Scientific progress often depends on computer technology providing ever faster computers capable of processing ever increasing amounts of data. The growth in memory capacity and density of current computer systems, however, is in peril as Dynamic Random Access Memory (DRAM), the current dominant main memory technology, faces serious roadblocks in scaling. Non-volatile memory or persistent memory is an emerging alternative technology that offers high integration density, speed similar to current main memory, byte addressability similar to current main memory, and lower standby power than current main memory. Hence, persistent memory is expected to increasingly augment or replace DRAM as main memory, and such a change is also expected to happen in Graphics Processing Unit (GPU) based computing systems which are the dominant accelerators for high performance computing. However, in order to fully realize its potential, research on persistency models on GPUs is needed. This project investigates integrated software and hardware techniques to enable GPUs to make efficient use of non-volatile memory. Successful outcomes of this project will lead to faster access to data by reducing overheads involved with file access. The software produced (persistent GPU benchmarks, compiler, and tuner) and prototyping platform will be made available to other researchers. Education and outreach activities in this project seek to train the next generation of programmers in this discipline.

The research in this project answers the question: on a GPU system, what architecture supports are needed to achieve efficient persistency programming on GPUs with persistent memory (PM) as their device memory?
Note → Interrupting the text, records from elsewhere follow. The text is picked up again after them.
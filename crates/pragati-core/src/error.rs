use std::fmt;

use crate::store::StoreError;

/// Machine-readable error codes, one per taxonomy member.
#[derive(Debug, Clone, Copy, PartialEq, Eq, Hash)]
pub enum ErrorCode {
    Authorization,
    NotFound,
    Conflict,
    Validation,
    Storage,
}

impl ErrorCode {
    /// Stable code identifier (`E####`) for machine parsing.
    #[must_use]
    pub const fn code(self) -> &'static str {
        match self {
            Self::Authorization => "E1001",
            Self::NotFound => "E2001",
            Self::Conflict => "E3001",
            Self::Validation => "E4001",
            Self::Storage => "E5001",
        }
    }

    /// Short human-facing summary for logs and terminal output.
    #[must_use]
    pub const fn message(self) -> &'static str {
        match self {
            Self::Authorization => "Actor not authorized for this action",
            Self::NotFound => "Referenced record not found",
            Self::Conflict => "State changed since it was read",
            Self::Validation => "Invalid input",
            Self::Storage => "Storage backend failure",
        }
    }

    /// Optional remediation hint surfaced to operators.
    #[must_use]
    pub const fn hint(self) -> Option<&'static str> {
        match self {
            Self::Authorization => {
                Some("Check the acting profile's role and assigned district.")
            }
            Self::NotFound => None,
            Self::Conflict => {
                Some("Re-read the current record state and retry if still applicable.")
            }
            Self::Validation => Some("Correct the rejected field and resubmit."),
            Self::Storage => Some("Check the database file and its permissions."),
        }
    }
}

impl fmt::Display for ErrorCode {
    fn fmt(&self, f: &mut fmt::Formatter<'_>) -> fmt::Result {
        write!(f, "{}", self.code())
    }
}

/// The engine's error taxonomy. Every rejected action carries the specific
/// reason; callers decide whether to re-read and retry (the engine never
/// retries on its own).
#[derive(Debug, Clone, PartialEq, Eq, thiserror::Error)]
pub enum EngineError {
    /// The actor's role or district scope does not permit the action.
    #[error("not authorized: {reason}")]
    Authorization { reason: String },

    /// A referenced record id does not exist.
    #[error("{entity} '{id}' not found")]
    NotFound { entity: &'static str, id: String },

    /// A transition precondition no longer holds (stale status, taken
    /// project, already-reviewed update).
    #[error("conflict: {reason}")]
    Conflict { reason: String },

    /// Malformed input: non-positive amount, out-of-range percentage, blank
    /// required field.
    #[error("invalid input: {reason}")]
    Validation { reason: String },

    /// A backend fault from the entity store, distinct from the four
    /// rejection categories above.
    #[error("storage: {0}")]
    Storage(String),
}

impl EngineError {
    /// The taxonomy code for this error.
    #[must_use]
    pub const fn code(&self) -> ErrorCode {
        match self {
            Self::Authorization { .. } => ErrorCode::Authorization,
            Self::NotFound { .. } => ErrorCode::NotFound,
            Self::Conflict { .. } => ErrorCode::Conflict,
            Self::Validation { .. } => ErrorCode::Validation,
            Self::Storage(_) => ErrorCode::Storage,
        }
    }

    pub(crate) fn authorization(reason: impl Into<String>) -> Self {
        Self::Authorization {
            reason: reason.into(),
        }
    }

    pub(crate) fn conflict(reason: impl Into<String>) -> Self {
        Self::Conflict {
            reason: reason.into(),
        }
    }

    pub(crate) fn validation(reason: impl Into<String>) -> Self {
        Self::Validation {
            reason: reason.into(),
        }
    }
}

impl From<StoreError> for EngineError {
    fn from(err: StoreError) -> Self {
        match err {
            StoreError::NotFound { entity, id } => Self::NotFound { entity, id },
            StoreError::Conflict {
                entity,
                id,
                expected,
                actual,
            } => Self::Conflict {
                reason: format!("{entity} '{id}' expected {expected}, found {actual}"),
            },
            StoreError::AlreadyExists { entity, id } => Self::Conflict {
                reason: format!("{entity} '{id}' already exists"),
            },
            StoreError::Backend(msg) => Self::Storage(msg),
        }
    }
}

#[cfg(test)]
mod tests {
    use super::{EngineError, ErrorCode};
    use crate::store::StoreError;
    use std::collections::HashSet;

    #[test]
    fn all_codes_are_unique() {
        let all = [
            ErrorCode::Authorization,
            ErrorCode::NotFound,
            ErrorCode::Conflict,
            ErrorCode::Validation,
            ErrorCode::Storage,
        ];

        let mut seen = HashSet::new();
        for code in all {
            assert!(seen.insert(code.code()), "duplicate code {}", code.code());
        }
    }

    #[test]
    fn code_format_is_machine_friendly() {
        let code = ErrorCode::Conflict.code();
        assert_eq!(code.len(), 5);
        assert!(code.starts_with('E'));
        assert!(code.chars().skip(1).all(|c| c.is_ascii_digit()));
    }

    #[test]
    fn store_conflict_maps_to_conflict() {
        let err = EngineError::from(StoreError::Conflict {
            entity: "fund update",
            id: "fu-1".into(),
            expected: "pending".into(),
            actual: "approved".into(),
        });
        assert_eq!(err.code(), ErrorCode::Conflict);
        assert!(err.to_string().contains("approved"));
    }

    #[test]
    fn store_not_found_keeps_entity_and_id() {
        let err = EngineError::from(StoreError::NotFound {
            entity: "project",
            id: "p-9".into(),
        });
        assert_eq!(
            err,
            EngineError::NotFound {
                entity: "project",
                id: "p-9".into()
            }
        );
    }
}
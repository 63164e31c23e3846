//! Canonical SQLite schema for the pragati store.
//!
//! One table per entity of the monitoring domain, normalized and
//! CHECK-constrained so a loosely-typed writer cannot smuggle in an unknown
//! status. `alert_type` is deliberately unconstrained — it is the one open
//! set in the model. Timestamps are RFC 3339 TEXT in UTC; dates are
//! `YYYY-MM-DD` TEXT; money columns are whole rupees as INTEGER.

/// Migration v1: entity tables plus store metadata.
pub const MIGRATION_V1_SQL: &str = r#"
CREATE TABLE IF NOT EXISTS districts (
    name TEXT PRIMARY KEY CHECK (length(trim(name)) > 0)
);

CREATE TABLE IF NOT EXISTS profiles (
    id TEXT PRIMARY KEY,
    role TEXT NOT NULL CHECK (role IN ('state_official', 'district_collector', 'contractor')),
    assigned_district TEXT,
    email TEXT NOT NULL,
    full_name TEXT NOT NULL,
    created_at TEXT NOT NULL
);

CREATE TABLE IF NOT EXISTS projects (
    id TEXT PRIMARY KEY,
    name TEXT NOT NULL,
    district TEXT NOT NULL,
    agency TEXT NOT NULL,
    contractor_id TEXT REFERENCES profiles(id),
    budget_allocated INTEGER NOT NULL CHECK (budget_allocated >= 0),
    fund_utilized INTEGER NOT NULL DEFAULT 0 CHECK (fund_utilized >= 0),
    completion_percentage INTEGER NOT NULL DEFAULT 0
        CHECK (completion_percentage BETWEEN 0 AND 100),
    status TEXT NOT NULL CHECK (status IN ('planned', 'ongoing', 'delayed', 'completed')),
    start_date TEXT NOT NULL,
    end_date TEXT,
    created_at TEXT NOT NULL,
    updated_at TEXT NOT NULL
);

CREATE TABLE IF NOT EXISTS alerts (
    id TEXT PRIMARY KEY,
    project_id TEXT REFERENCES projects(id),
    district TEXT NOT NULL,
    alert_type TEXT NOT NULL,
    severity TEXT NOT NULL CHECK (severity IN ('low', 'medium', 'high', 'critical')),
    status TEXT NOT NULL DEFAULT 'active' CHECK (status IN ('active', 'resolved')),
    title TEXT NOT NULL,
    description TEXT NOT NULL,
    resolved_at TEXT,
    created_at TEXT NOT NULL
);

CREATE TABLE IF NOT EXISTS citizen_feedback (
    id TEXT PRIMARY KEY,
    project_id TEXT REFERENCES projects(id),
    district TEXT NOT NULL,
    citizen_name TEXT,
    feedback_type TEXT NOT NULL
        CHECK (feedback_type IN ('complaint', 'query', 'suggestion', 'appreciation')),
    priority TEXT NOT NULL CHECK (priority IN ('low', 'medium', 'high')),
    status TEXT NOT NULL DEFAULT 'pending'
        CHECK (status IN ('pending', 'in_progress', 'resolved')),
    description TEXT NOT NULL,
    created_at TEXT NOT NULL
);

CREATE TABLE IF NOT EXISTS fund_updates (
    id TEXT PRIMARY KEY,
    project_id TEXT NOT NULL REFERENCES projects(id),
    contractor_id TEXT NOT NULL REFERENCES profiles(id),
    amount INTEGER NOT NULL CHECK (amount > 0),
    description TEXT NOT NULL,
    receipt_url TEXT,
    status TEXT NOT NULL DEFAULT 'pending'
        CHECK (status IN ('pending', 'approved', 'rejected')),
    reviewed_by TEXT REFERENCES profiles(id),
    reviewed_at TEXT,
    created_at TEXT NOT NULL
);

CREATE TABLE IF NOT EXISTS communications (
    id TEXT PRIMARY KEY,
    project_id TEXT REFERENCES projects(id),
    contractor_id TEXT NOT NULL REFERENCES profiles(id),
    district_collector_id TEXT REFERENCES profiles(id),
    sender_type TEXT NOT NULL CHECK (sender_type IN ('contractor', 'district_collector')),
    message TEXT NOT NULL,
    read INTEGER NOT NULL DEFAULT 0 CHECK (read IN (0, 1)),
    created_at TEXT NOT NULL
);

CREATE TABLE IF NOT EXISTS image_updates (
    id TEXT PRIMARY KEY,
    project_id TEXT NOT NULL REFERENCES projects(id),
    contractor_id TEXT NOT NULL REFERENCES profiles(id),
    image_type TEXT NOT NULL CHECK (image_type IN ('progress', 'ar', '360')),
    image_url TEXT NOT NULL,
    description TEXT,
    created_at TEXT NOT NULL
);

CREATE TABLE IF NOT EXISTS store_meta (
    id INTEGER PRIMARY KEY CHECK (id = 1),
    schema_version INTEGER NOT NULL,
    seeded INTEGER NOT NULL DEFAULT 0 CHECK (seeded IN (0, 1))
);

INSERT OR IGNORE INTO store_meta (id, schema_version, seeded) VALUES (1, 1, 0);
"#;

/// Migration v2: query-path indexes.
pub const MIGRATION_V2_SQL: &str = r"
CREATE INDEX IF NOT EXISTS idx_projects_district ON projects(district);
CREATE INDEX IF NOT EXISTS idx_projects_contractor ON projects(contractor_id);
CREATE INDEX IF NOT EXISTS idx_alerts_district ON alerts(district);
CREATE INDEX IF NOT EXISTS idx_alerts_project ON alerts(project_id);
CREATE INDEX IF NOT EXISTS idx_feedback_district ON citizen_feedback(district);
CREATE INDEX IF NOT EXISTS idx_fund_updates_project ON fund_updates(project_id);
CREATE INDEX IF NOT EXISTS idx_fund_updates_status ON fund_updates(status);
CREATE INDEX IF NOT EXISTS idx_communications_contractor ON communications(contractor_id);
CREATE INDEX IF NOT EXISTS idx_image_updates_project ON image_updates(project_id);
";

/// Indexes every migrated database must carry.
pub const REQUIRED_INDEXES: &[&str] = &[
    "idx_projects_district",
    "idx_projects_contractor",
    "idx_alerts_district",
    "idx_alerts_project",
    "idx_feedback_district",
    "idx_fund_updates_project",
    "idx_fund_updates_status",
    "idx_communications_contractor",
    "idx_image_updates_project",
];
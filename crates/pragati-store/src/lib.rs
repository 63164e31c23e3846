//! SQLite-backed [`pragati_core::EntityStore`].
//!
//! Runtime defaults are intentionally conservative:
//! - `journal_mode = WAL` to allow concurrent readers while a writer commits
//! - `busy_timeout = 5s` to reduce transient lock failures under contention
//! - `foreign_keys = ON` to protect relational integrity
//!
//! Every workflow transition is a single transaction whose
//! `UPDATE ... WHERE <expected prior state>` guard implements the engine's
//! compare-and-set discipline: zero affected rows means the precondition went
//! stale and the caller gets a typed conflict.

pub mod migrations;
pub mod schema;
pub mod seed;
mod sqlite;

pub use sqlite::SqliteStore;

use anyhow::{Context, Result};
use rusqlite::Connection;
use std::{path::Path, time::Duration};

/// Busy timeout used for store connections.
pub const DEFAULT_BUSY_TIMEOUT: Duration = Duration::from_secs(5);

/// Open (or create) the store database at `path`, apply runtime pragmas, and
/// migrate the schema to the latest version.
///
/// # Errors
///
/// Returns an error if opening/configuring/migrating the database fails.
pub fn open_store(path: &Path) -> Result<SqliteStore> {
    if let Some(parent) = path.parent() {
        std::fs::create_dir_all(parent)
            .with_context(|| format!("create store directory {}", parent.display()))?;
    }

    let mut conn = Connection::open(path)
        .with_context(|| format!("open store database {}", path.display()))?;

    configure_connection(&conn).context("configure sqlite pragmas")?;
    migrations::migrate(&mut conn).context("apply store migrations")?;

    Ok(SqliteStore::new(conn))
}

/// Open an in-memory store, fully migrated. Used by tests.
///
/// # Errors
///
/// Returns an error if configuring or migrating the database fails.
pub fn open_in_memory() -> Result<SqliteStore> {
    let mut conn = Connection::open_in_memory().context("open in-memory database")?;
    configure_connection(&conn).context("configure sqlite pragmas")?;
    migrations::migrate(&mut conn).context("apply store migrations")?;
    Ok(SqliteStore::new(conn))
}

fn configure_connection(conn: &Connection) -> rusqlite::Result<()> {
    conn.pragma_update(None, "foreign_keys", "ON")?;
    conn.pragma_update(None, "synchronous", "NORMAL")?;
    let _journal_mode: String =
        conn.query_row("PRAGMA journal_mode = WAL", [], |row| row.get(0))?;
    conn.busy_timeout(DEFAULT_BUSY_TIMEOUT)?;
    Ok(())
}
The research contributions include: (1) an open-source GPU PM benchmark suite that is representative of various application domains; (2) an exploration of persistency models in GPUs and Instruction Set Architecture support; (3) optimizations on the persistency models by removing the need for logging; (4) a compiler pass and performance tuner to automatically determine the best-performing memory persistency and recovery model, and transform the code accordingly.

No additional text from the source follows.